> [Your goal]: Repeat only the lines running from the beginning of the material through the line that contains "use uuid::Uuid;".
--------------------
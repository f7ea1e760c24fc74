/// Pages of the client and the paths they were published under.
#[derive(Debug, Clone, Copy, PartialEq, Eq)]
pub enum Route {
    Home,
    Parse,
    Multiple,
    Plagiarism,
    TokenizedResume,
    SimilarityScore,
}

impl Route {
    pub const ALL: [Route; 6] = [
        Route::Home,
        Route::Parse,
        Route::Multiple,
        Route::Plagiarism,
        Route::TokenizedResume,
        Route::SimilarityScore,
    ];

    pub fn path(self) -> &'static str {
        match self {
            Route::Home => "/",
            Route::Parse => "/parse",
            Route::Multiple => "/multiple",
            Route::Plagiarism => "/plagiarism",
            Route::TokenizedResume => "/tokenized-resume",
            Route::SimilarityScore => "/similarityScore",
        }
    }

    pub fn title(self) -> &'static str {
        match self {
            Route::Home => "Home",
            Route::Parse => "Normal Parsing",
            Route::Multiple => "Multiple Resume Analysis",
            Route::Plagiarism => "Plagiarism Check",
            Route::TokenizedResume => "Tokenized Resume Viewer",
            Route::SimilarityScore => "Calculate Similarity Score",
        }
    }

    /// CLI subcommand that opens this page.
    pub fn command(self) -> &'static str {
        match self {
            Route::Home => "routes",
            Route::Parse => "parse",
            Route::Multiple => "multiple",
            Route::Plagiarism => "authenticity",
            Route::TokenizedResume => "tokenized",
            Route::SimilarityScore => "similarity",
        }
    }

    /// Entries shown in the navigation bar, in order.
    pub fn nav() -> [Route; 4] {
        [Route::Home, Route::Parse, Route::Multiple, Route::Plagiarism]
    }

    pub fn from_path(path: &str) -> Option<Route> {
        Route::ALL.into_iter().find(|r| r.path() == path)
    }
}
use anyhow::{bail, Context, Result};
use url::Url;
use uuid::Uuid;

pub const DEFAULT_SERVICE_URL: &str = "http://127.0.0.1:5000";
const DEFAULT_TIMEOUT_SECS: u64 = 120;

/// Client configuration loaded from environment variables.
/// Nothing is required; every value has a local-development default.
#[derive(Debug, Clone)]
pub struct Config {
    pub service_url: Url,
    pub request_timeout_secs: u64,
    /// Threaded through every request so the backend can key state per session.
    pub session_id: String,
    pub rust_log: String,
}

impl Config {
    pub fn from_env() -> Result<Self> {
        dotenvy::dotenv().ok(); // load .env if present; ignore if missing

        let service_url = std::env::var("RESUME_SERVICE_URL")
            .unwrap_or_else(|_| DEFAULT_SERVICE_URL.to_string());

        Ok(Config {
            service_url: parse_service_url(&service_url)
                .context("RESUME_SERVICE_URL must be an absolute http(s) origin")?,
            request_timeout_secs: parse_timeout(std::env::var("REQUEST_TIMEOUT_SECS").ok())
                .context("REQUEST_TIMEOUT_SECS must be a positive integer")?,
            session_id: std::env::var("RESUME_SESSION_ID")
                .ok()
                .filter(|s| !s.trim().is_empty())
                .unwrap_or_else(|| Uuid::new_v4().to_string()),
            rust_log: std::env::var("RUST_LOG").unwrap_or_else(|_| "info".to_string()),
        })
    }

    /// Applies command-line overrides on top of the environment.
    pub fn with_overrides(mut self, service_url: Option<&str>, session: Option<&str>) -> Result<Self> {
        if let Some(raw) = service_url {
            self.service_url =
                parse_service_url(raw).with_context(|| format!("Invalid --service-url '{raw}'"))?;
        }
        if let Some(session) = session.filter(|s| !s.trim().is_empty()) {
            self.session_id = session.to_string();
        }
        Ok(self)
    }
}

/// Accepts only a bare origin (scheme, host, optional port). Paths, queries
/// and fragments are rejected; endpoint paths are appended to the origin.
pub fn parse_service_url(raw: &str) -> Result<Url> {
    let url = Url::parse(raw.trim()).with_context(|| format!("'{raw}' is not a valid URL"))?;
    if !matches!(url.scheme(), "http" | "https") {
        bail!("unsupported scheme '{}'", url.scheme());
    }
    if url.host_str().is_none() {
        bail!("'{raw}' has no host");
    }
    if url.path() != "/" {
        bail!("'{raw}' must not carry a path");
    }
    if url.query().is_some() || url.fragment().is_some() {
        bail!("'{raw}' must not carry a query or fragment");
    }
    Ok(url)
}

fn parse_timeout(raw: Option<String>) -> Result<u64> {
    let Some(raw) = raw else {
        return Ok(DEFAULT_TIMEOUT_SECS);
    };
    let secs = raw.trim().parse::<u64>()?;
    if secs == 0 {
        bail!("timeout must be greater than zero");
    }
    Ok(secs)
}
--------------------
> [Exercise output]:
repository f7ea1e760c24fc74
/// Pages of the client and the paths they were published under.
#[derive(Debug, Clone, Copy, PartialEq, Eq)]
pub enum Route {
    Home,
    Parse,
    Multiple,
    Plagiarism,
    TokenizedResume,
    SimilarityScore,
}

impl Route {
    pub const ALL: [Route; 6] = [
        Route::Home,
        Route::Parse,
        Route::Multiple,
        Route::Plagiarism,
        Route::TokenizedResume,
        Route::SimilarityScore,
    ];

    pub fn path(self) -> &'static str {
        match self {
            Route::Home => "/",
            Route::Parse => "/parse",
            Route::Multiple => "/multiple",
            Route::Plagiarism => "/plagiarism",
            Route::TokenizedResume => "/tokenized-resume",
            Route::SimilarityScore => "/similarityScore",
        }
    }

    pub fn title(self) -> &'static str {
        match self {
            Route::Home => "Home",
            Route::Parse => "Normal Parsing",
            Route::Multiple => "Multiple Resume Analysis",
            Route::Plagiarism => "Plagiarism Check",
            Route::TokenizedResume => "Tokenized Resume Viewer",
            Route::SimilarityScore => "Calculate Similarity Score",
        }
    }

    /// CLI subcommand that opens this page.
    pub fn command(self) -> &'static str {
        match self {
            Route::Home => "routes",
            Route::Parse => "parse",
            Route::Multiple => "multiple",
            Route::Plagiarism => "authenticity",
            Route::TokenizedResume => "tokenized",
            Route::SimilarityScore => "similarity",
        }
    }

    /// Entries shown in the navigation bar, in order.
    pub fn nav() -> [Route; 4] {
        [Route::Home, Route::Parse, Route::Multiple, Route::Plagiarism]
    }

    pub fn from_path(path: &str) -> Option<Route> {
        Route::ALL.into_iter().find(|r| r.path() == path)
    }
}
use anyhow::{bail, Context, Result};
use url::Url;
use uuid::Uuid;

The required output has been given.